As the United States’ population ages, elder abuse is a growing problem that health care and law enforcement officials want to know more about. While physical abuse may be a bigger problem nationally, senior citizens in San Diego County may be more at risk for financial exploitation, according to research done by a University of San Diego PhD student in nursing.
The study was one of 67 projects presented at the May 13 Graduate Research Day, hosted by USD’s Hahn School of Nursing and Health Science.
In a study of 155 criminal cases between 1996 and 2009, Amy Carney (pictured, at left) found that more than 80 percent involved financial abuse with 31 percent involving physical abuse and 5 percent involving sexual abuse. Some seniors were victims of more than one kind of abuse, so the numbers added up to more than 100 percent, she explained.
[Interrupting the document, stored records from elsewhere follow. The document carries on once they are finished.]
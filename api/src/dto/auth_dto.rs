use serde::{Deserialize, Serialize};
use validator::Validate;

#[derive(Clone, Serialize, Deserialize, Validate)]
pub struct LoginRequest {
    #[validate(length(min = 1, max = 64))]
    pub username: String,
    #[validate(length(min = 1))]
    pub password: String,
}

impl std::fmt::Debug for LoginRequest {
    fn fmt(&self, f: &mut std::fmt::Formatter<'_>) -> std::fmt::Result {
        f.debug_struct("LoginRequest")
            .field("username", &self.username)
            .field("password", &"<redacted>")
            .finish()
    }
}

#[derive(Debug, Clone, Serialize, Deserialize)]
pub struct MeResponse {
    pub username: String,
}
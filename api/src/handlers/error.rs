//! Conversion of domain errors into HTTP responses
//!
//! Token and credential failures share one generic 401 body so callers
//! cannot tell which check failed.

use std::collections::HashMap;

use actix_web::{error::InternalError, HttpResponse};
use ig_core::errors::{AuthError, DomainError, TokenError};
use ig_shared::errors::{error_codes, ErrorResponse};
use validator::ValidationErrors;

/// Message returned for every rejected bearer token
pub const UNAUTHORIZED_MESSAGE: &str = "Authentication required";

/// Generic 401 response for missing or unacceptable bearer tokens
pub fn unauthorized() -> HttpResponse {
    HttpResponse::Unauthorized().json(ErrorResponse::new(
        error_codes::UNAUTHORIZED,
        UNAUTHORIZED_MESSAGE,
    ))
}

/// The 401 response wrapped as an actix error, for middleware and extractors
pub fn unauthorized_error() -> actix_web::Error {
    InternalError::from_response(UNAUTHORIZED_MESSAGE, unauthorized()).into()
}

/// Handle domain errors and convert them to appropriate HTTP responses
pub fn handle_domain_error(error: &DomainError) -> HttpResponse {
    match error {
        DomainError::Auth(auth_error) => match auth_error {
            AuthError::AuthenticationFailed => {
                HttpResponse::Unauthorized().json(ErrorResponse::new(
                    error_codes::AUTHENTICATION_FAILED,
                    "Invalid username or password",
                ))
            }
            AuthError::UserAlreadyExists => HttpResponse::Conflict().json(ErrorResponse::new(
                error_codes::CONFLICT,
                "User already exists",
            )),
            AuthError::PasswordHashing { .. } => internal_error(error),
        },
        DomainError::Token(token_error) => match token_error {
            TokenError::InvalidArgument { field } => {
                HttpResponse::BadRequest().json(ErrorResponse::new(
                    error_codes::BAD_REQUEST,
                    format!("{} is required", field),
                ))
            }
            TokenError::MalformedToken | TokenError::BadSignature | TokenError::Expired => {
                HttpResponse::Unauthorized().json(ErrorResponse::new(
                    error_codes::TOKEN_INVALID,
                    UNAUTHORIZED_MESSAGE,
                ))
            }
            TokenError::ConfigurationFault { .. } => internal_error(error),
        },
        DomainError::Validation { message } => HttpResponse::BadRequest().json(
            ErrorResponse::new(error_codes::VALIDATION_ERROR, message.clone()),
        ),
        DomainError::Internal { .. } => internal_error(error),
    }
}

/// 400 response listing the failing fields
pub fn handle_validation_errors(errors: &ValidationErrors) -> HttpResponse {
    let mut fields: HashMap<String, Vec<String>> = HashMap::new();
    for (field, errors) in errors.field_errors() {
        let messages = errors
            .iter()
            .map(|e| {
                e.message
                    .as_ref()
                    .map(|m| m.to_string())
                    .unwrap_or_else(|| e.code.to_string())
            })
            .collect();
        fields.insert(field.to_string(), messages);
    }

    HttpResponse::BadRequest().json(
        ErrorResponse::new(error_codes::VALIDATION_ERROR, "Invalid request data")
            .add_detail("fields", fields),
    )
}

fn internal_error(error: &DomainError) -> HttpResponse {
    tracing::error!(error = %error, "Request failed with internal error");
    HttpResponse::InternalServerError().json(ErrorResponse::new(
        error_codes::INTERNAL_ERROR,
        "An internal error occurred",
    ))
}

#[cfg(test)]
mod tests {
    use super::*;
    use actix_web::http::StatusCode;

    #[test]
    fn test_status_mapping() {
        let cases = [
            (
                DomainError::Auth(AuthError::AuthenticationFailed),
                StatusCode::UNAUTHORIZED,
            ),
            (
                DomainError::Auth(AuthError::UserAlreadyExists),
                StatusCode::CONFLICT,
            ),
            (
                DomainError::Token(TokenError::BadSignature),
                StatusCode::UNAUTHORIZED,
            ),
            (
                DomainError::Token(TokenError::InvalidArgument { field: "token" }),
                StatusCode::BAD_REQUEST,
            ),
            (
                DomainError::Token(TokenError::configuration("no key")),
                StatusCode::INTERNAL_SERVER_ERROR,
            ),
            (
                DomainError::Validation {
                    message: "bad".to_string(),
                },
                StatusCode::BAD_REQUEST,
            ),
            (
                DomainError::Internal {
                    message: "boom".to_string(),
                },
                StatusCode::INTERNAL_SERVER_ERROR,
            ),
        ];

        for (error, status) in cases {
            assert_eq!(handle_domain_error(&error).status(), status, "{:?}", error);
        }
    }

    #[test]
    fn test_unauthorized_is_generic() {
        assert_eq!(unauthorized().status(), StatusCode::UNAUTHORIZED);
        assert_eq!(
            unauthorized_error().as_response_error().status_code(),
            StatusCode::UNAUTHORIZED
        );
    }
}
The results were surprising, Carney added, because they deviated from national studies showing that physical abuse is more prevalent. Why San Diego’s population would be different “is a really good question,” perhaps related to the affluence of local seniors, said Carney, who hopes to do further research on the subject. Her research found that in San Diego cases, financial abuse was more likely committed by a non-family member while physical abuse was more likely to occur at the hands of someone related to the victim.
Those presenting research included the first class of graduating students earning doctorates in nursing practice. Sally Hardin, dean of the nursing school, said DNP students also presented results from their research to their employers. “They’re having a major impact on clinical practice,” she said.
DNP student Karen Macauley, for example, presented research on ways to monitor patients who take blood thinners to prevent incidents like heart attacks or strokes from having additional problems with their blood not coagulating properly. Her program already has helped improve care at Scripps Mercy Clinic.
Hardin said she was impressed by the research of PhD, doctorates and masters students. “The science was excellent.”
This year, master’s students from the marine science program and the School of Leadership and Education Sciences also presented at the conference on topics including vocal learning of killer whales, sedimentation of coral reefs and elementary school attendance.
According to the USD graduate registrar’s office, a record number of students, 57, will receive doctorates or PhDs this spring, up from 25-30 in past years. Those include 14 graduates from USD’s DNP program in nursing.